Pibes y pibas se meten a carreras donde la van a zafar. Al voleo, se me ocurren dos: docentes y policías. Permanencia, un sueldo más o menos digno, pocas horas… No se van a salvar pero tampoco van a estar tirados, ni muleando peor que otros, y menos todavía plegándose a otros laburos que darán buen billete pero son percibidos como peligrosos… Pregunta: ¿Qué pasa pos-ingreso a estos laburos con el correr del tiempo? ¿Cómo repercute la constatación de que no son tan copados como pintaban? ¿Cómo se elabora esa nausea?

El trabajo que implica aprovechar el evento que nos permite salvarnos muchas veces es medio garrón. Ausente de vocación, como sea, hay que salvarse (“vos engánchalo, el amor viene solo”, reza el consejo preferido de las botineras). Otros trabajos son vocación y al mismo tiempo nos salvan: futbolista, getona mediática.

Se nos hace necesario diferenciar entre el mulo y el soldado. Mulo es el que el carga con el peso del displacer de un deber sentido como obligado. Otra no queda, relincha por lo bajo.

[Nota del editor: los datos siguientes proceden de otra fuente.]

use armgen_support::{EnumFromStr, InteropGetName};
use armgen_support_derive::{EnumFromStr, InteropGetName};
use num_derive::{FromPrimitive, ToPrimitive};

/// ARM's 4-bit condition field. Gates execution of every instruction on
/// the current N/Z/C/V flags.
#[derive(
    Clone, Copy, PartialEq, Eq, Debug, FromPrimitive, ToPrimitive, InteropGetName, EnumFromStr,
)]
pub enum ConditionCode {
    EQ,
    NE,
    CS,
    CC,
    MI,
    PL,
    VS,
    VC,
    HI,
    LS,
    GE,
    LT,
    GT,
    LE,
    AL,
    NV,
}

impl std::fmt::Display for ConditionCode {
    fn fmt(&self, f: &mut std::fmt::Formatter) -> std::fmt::Result {
        std::fmt::Debug::fmt(self, f)
    }
}

/// Host-side flag register used by the builders (to fold constant
/// comparisons away, eventually) and by the VM.
#[derive(Clone, Copy, Default, PartialEq, Eq, Debug)]
pub struct Flags {
    pub n: bool,
    pub z: bool,
    pub c: bool,
    pub v: bool,
}

impl ConditionCode {
    /// `CS` and `HS` share the carry-set encoding; likewise `CC`/`LO`.
    /// Only the canonical name is modeled since both read identically.
    pub fn eval(self, flags: Flags) -> bool {
        match self {
            ConditionCode::EQ => flags.z,
            ConditionCode::NE => !flags.z,
            ConditionCode::CS => flags.c,
            ConditionCode::CC => !flags.c,
            ConditionCode::MI => flags.n,
            ConditionCode::PL => !flags.n,
            ConditionCode::VS => flags.v,
            ConditionCode::VC => !flags.v,
            ConditionCode::HI => flags.c && !flags.z,
            ConditionCode::LS => !flags.c || flags.z,
            ConditionCode::GE => flags.n == flags.v,
            ConditionCode::LT => flags.n != flags.v,
            ConditionCode::GT => !flags.z && (flags.n == flags.v),
            ConditionCode::LE => flags.z || (flags.n != flags.v),
            ConditionCode::AL => true,
            ConditionCode::NV => false,
        }
    }

    /// Logical negation, used when fusing a CMOV into two conditional MOVs.
    pub fn invert(self) -> ConditionCode {
        match self {
            ConditionCode::EQ => ConditionCode::NE,
            ConditionCode::NE => ConditionCode::EQ,
            ConditionCode::CS => ConditionCode::CC,
            ConditionCode::CC => ConditionCode::CS,
            ConditionCode::MI => ConditionCode::PL,
            ConditionCode::PL => ConditionCode::MI,
            ConditionCode::VS => ConditionCode::VC,
            ConditionCode::VC => ConditionCode::VS,
            ConditionCode::HI => ConditionCode::LS,
            ConditionCode::LS => ConditionCode::HI,
            ConditionCode::GE => ConditionCode::LT,
            ConditionCode::LT => ConditionCode::GE,
            ConditionCode::GT => ConditionCode::LE,
            ConditionCode::LE => ConditionCode::GT,
            ConditionCode::AL => ConditionCode::NV,
            ConditionCode::NV => ConditionCode::AL,
        }
    }
}

#[cfg(test)]
mod tests {
    use super::*;

    #[test]
    fn eq_reads_zero_flag() {
        let flags = Flags {
            z: true,
            ..Default::default()
        };
        assert!(ConditionCode::EQ.eval(flags));
        assert!(!ConditionCode::NE.eval(flags));
    }

    #[test]
    fn ge_compares_n_and_v() {
        let flags = Flags {
            n: true,
            v: true,
            ..Default::default()
        };
        assert!(ConditionCode::GE.eval(flags));
        assert!(!ConditionCode::LT.eval(flags));
    }

    #[test]
    fn invert_is_involution() {
        for cc in [
            ConditionCode::EQ,
            ConditionCode::CS,
            ConditionCode::MI,
            ConditionCode::VS,
            ConditionCode::HI,
            ConditionCode::GE,
            ConditionCode::GT,
            ConditionCode::AL,
        ] {
            assert_eq!(cc.invert().invert(), cc);
        }
    }

    #[test]
    fn from_str_round_trips_through_debug_name() {
        assert_eq!(ConditionCode::from_str("GE"), Ok(ConditionCode::GE));
        assert!(ConditionCode::from_str("XX").is_err());
    }
}
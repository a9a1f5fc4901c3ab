#[macro_use]
extern crate clap;

use clap::Arg;

fn main() {
    let matches = app_from_crate!()
        .arg(
            Arg::with_name("FILE")
                .help("Sets the raw ARM image to run")
                .required(true)
                .index(1),
        )
        .arg(
            Arg::with_name("memory")
                .short("m")
                .long("memory")
                .takes_value(true)
                .value_name("BYTES")
                .default_value("1048576")
                .help("Sets the size of the VM's memory in bytes"),
        )
        .arg(
            Arg::with_name("disassemble")
                .short("d")
                .long("disassemble")
                .help("Prints a disassembly of the image before executing it"),
        )
        .get_matches();

    let file = matches.value_of("FILE").unwrap();
    let memory = value_t!(matches.value_of("memory"), u32).unwrap_or_else(|e| e.exit());
    let disassemble = matches.is_present("disassemble");

    match runarm::run(file, memory, disassemble) {
        Ok(exit_code) => std::process::exit(exit_code),
        Err(e) => {
            eprintln!("runarm: {}", e);
            std::process::exit(1);
        }
    }
}
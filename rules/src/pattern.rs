//! Compiles a pattern string in the textual pattern mini-language into an
//! internal match tree once, at rule-table construction time; matching an
//! already-compiled pattern against an IR window afterwards is pure data
//! comparison.

use crate::error::ParseError;
use crate::parser::{PatternParser, Rule};
use pest::Parser;

#[derive(Clone, Debug)]
pub enum OperandPattern {
    Wildcard,
    /// A named capture. Repeating the same name elsewhere in the pattern
    /// is a back-reference: the captured operand must compare equal.
    Capture(String),
}

#[derive(Clone, Debug)]
pub struct InstructionPattern {
    pub mnemonic: String,
    pub operands: Vec<OperandPattern>,
}

/// A full compiled pattern: one or more instruction shapes matched in
/// sequence against consecutive IR ops.
pub type CompiledPattern = Vec<InstructionPattern>;

pub fn compile_pattern(src: &str) -> Result<CompiledPattern, ParseError> {
    let program = PatternParser::parse(Rule::program, src)?.next().unwrap();
    let pattern = program.into_inner().next().unwrap();

    let mut steps = Vec::new();
    for instr in pattern.into_inner() {
        if instr.as_rule() != Rule::instruction_pattern {
            continue;
        }
        let mut inner = instr.into_inner();
        let mnemonic = inner.next().unwrap().as_str().to_string();
        let mut operands = Vec::new();
        if let Some(list) = inner.next() {
            for operand in list.into_inner() {
                let text = operand.as_str();
                operands.push(if text == "*" {
                    OperandPattern::Wildcard
                } else {
                    OperandPattern::Capture(text.to_string())
                });
            }
        }
        steps.push(InstructionPattern { mnemonic, operands });
    }
    Ok(steps)
}

#[cfg(test)]
mod tests {
    use super::*;

    #[test]
    fn compiles_a_single_step_wildcard_pattern() {
        let steps = compile_pattern("movii32 *, *").unwrap();
        assert_eq!(steps.len(), 1);
        assert_eq!(steps[0].mnemonic, "movii32");
        assert_eq!(steps[0].operands.len(), 2);
        assert!(matches!(steps[0].operands[0], OperandPattern::Wildcard));
    }

    #[test]
    fn compiles_a_multi_step_pattern_with_named_captures() {
        let steps = compile_pattern("ltii32 r_1,*,*; jmpc r_1,label_1,*; label_1").unwrap();
        assert_eq!(steps.len(), 3);
        assert_eq!(steps[2].mnemonic, "label_1");
        if let OperandPattern::Capture(name) = &steps[0].operands[0] {
            assert_eq!(name, "r_1");
        } else {
            panic!("expected a capture");
        }
    }
}
//! Raw ARM image container: a little-endian framed header naming the entry
//! offset and the instruction/data word counts, followed by the raw `u32`
//! words themselves. The encoder already emits a flat `u32` stream per
//! program, so this crate's job is purely the disk framing, not
//! instruction decoding.

use byteorder::{LittleEndian, ReadBytesExt, WriteBytesExt};
use std::fs::File;
use std::io::prelude::*;
use std::io::{BufReader, BufWriter};
use std::path::Path;

/// One compiled program as laid out on disk: the executable instruction
/// words, the literal-pool/data words that follow them, and the byte
/// offset (from the start of the instruction region) execution begins at.
#[derive(Clone, Debug, PartialEq)]
pub struct ArmImage {
    entry_offset: u32,
    instructions: Vec<u32>,
    data: Vec<u32>,
}

impl ArmImage {
    pub fn new(entry_offset: u32, instructions: Vec<u32>, data: Vec<u32>) -> ArmImage {
        ArmImage {
            entry_offset,
            instructions,
            data,
        }
    }

    pub fn entry_offset(&self) -> u32 {
        self.entry_offset
    }

    pub fn instructions(&self) -> &[u32] {
        &self.instructions
    }

    pub fn data(&self) -> &[u32] {
        &self.data
    }

    /// The full load image: instructions then data, in the order the VM
    /// expects to find them starting at its configured `start_address`.
    pub fn words(&self) -> Vec<u32> {
        let mut words = Vec::with_capacity(self.instructions.len() + self.data.len());
        words.extend_from_slice(&self.instructions);
        words.extend_from_slice(&self.data);
        words
    }
}

pub fn read<R: Read>(reader: &mut R) -> std::io::Result<ArmImage> {
    let entry_offset = reader.read_u32::<LittleEndian>()?;
    let data_length = reader.read_u32::<LittleEndian>()?;
    let instruction_length = reader.read_u32::<LittleEndian>()?;

    let mut instructions = vec![0u32; (instruction_length / 4) as usize];
    reader.read_u32_into::<LittleEndian>(&mut instructions)?;

    let mut data = vec![0u32; (data_length / 4) as usize];
    reader.read_u32_into::<LittleEndian>(&mut data)?;

    Ok(ArmImage::new(entry_offset, instructions, data))
}

pub fn write<W: Write>(writer: &mut W, image: &ArmImage) -> std::io::Result<()> {
    writer.write_u32::<LittleEndian>(image.entry_offset)?;
    writer.write_u32::<LittleEndian>((image.data.len() * 4) as u32)?;
    writer.write_u32::<LittleEndian>((image.instructions.len() * 4) as u32)?;
    for word in &image.instructions {
        writer.write_u32::<LittleEndian>(*word)?;
    }
    for word in &image.data {
        writer.write_u32::<LittleEndian>(*word)?;
    }
    Ok(())
}

pub trait ReadArmImageExt: Read + Sized {
    fn read_arm_image(&mut self) -> std::io::Result<ArmImage> {
        read(self)
    }
}

impl<R: Read + Sized> ReadArmImageExt for R {}

pub trait WriteArmImageExt: Write + Sized {
    fn write_arm_image(&mut self, image: &ArmImage) -> std::io::Result<()> {
        write(self, image)
    }
}

impl<W: Write + Sized> WriteArmImageExt for W {}

pub fn read_file<P: AsRef<Path>>(path: P) -> std::io::Result<ArmImage> {
    BufReader::new(File::open(path)?).read_arm_image()
}

pub fn write_file<P: AsRef<Path>>(path: P, image: &ArmImage) -> std::io::Result<()> {
    BufWriter::new(File::create(path)?).write_arm_image(image)
}

#[cfg(test)]
mod test;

El soldado le pone huevo a una causa que le infla el pecho de sentido. Se banca todo por un sueño: salvarse. Y cuando se llega se pone más que nunca para aferrarse. El cálculo es muy simple: es ahora o nunca. No se sabe cuándo termina. Hay que meterle. ¿Quien dijo que no hay más cultura del esfuerzo?

Sumemos algo: durante un tiempo yirando perdidos, desorientados, sin saber para donde arrancar, el miedo de retornar a ese contexto empuja a soportar lo que sea con tal de aprovechar el viento de cola… Incluso la ética del salvarse es indiferente a transgredir o no la ley. No importa pasar de largo la barrera de la ley con tal de salvarse. Lo cual no implica ser un gil y que se diluya cualquier cálculo. No ser cabezón, hacerla bien, es una invitación a no ser desprolijo y caer bien parado.

Salvarse es consumismo al palo, hedonismo salvaje. Salvarse es una proyección del ego hasta las multitudes más extensas vía múltiples pantallas.  Salvarse también es robar tiempo a las tareas que nos permiten amasar un billete en la ciudad. Y en este modo bancamos el salvarse. Salvarse –al menos por un rato- nos permite ganar en tiempo libre. Le soplamos una dosis de temporalidad al laburo y lo reconducimos en términos de nuestra propia duración como seres. ¿Cómo aprovechar ese momento? ¿Qué se despliega en ese hueco que abrimos? ¿Con qué preguntas sobre nuestras condiciones de existencia poblamos ese rato conquistado? Sin la quemazón de cabeza, cargados de chirolas en el bolsillo, salvarse para nosotros no es una meta como idea de felicidad, sino un escenario que nos potencia dándonos una bocanada de tiempo para recrearnos.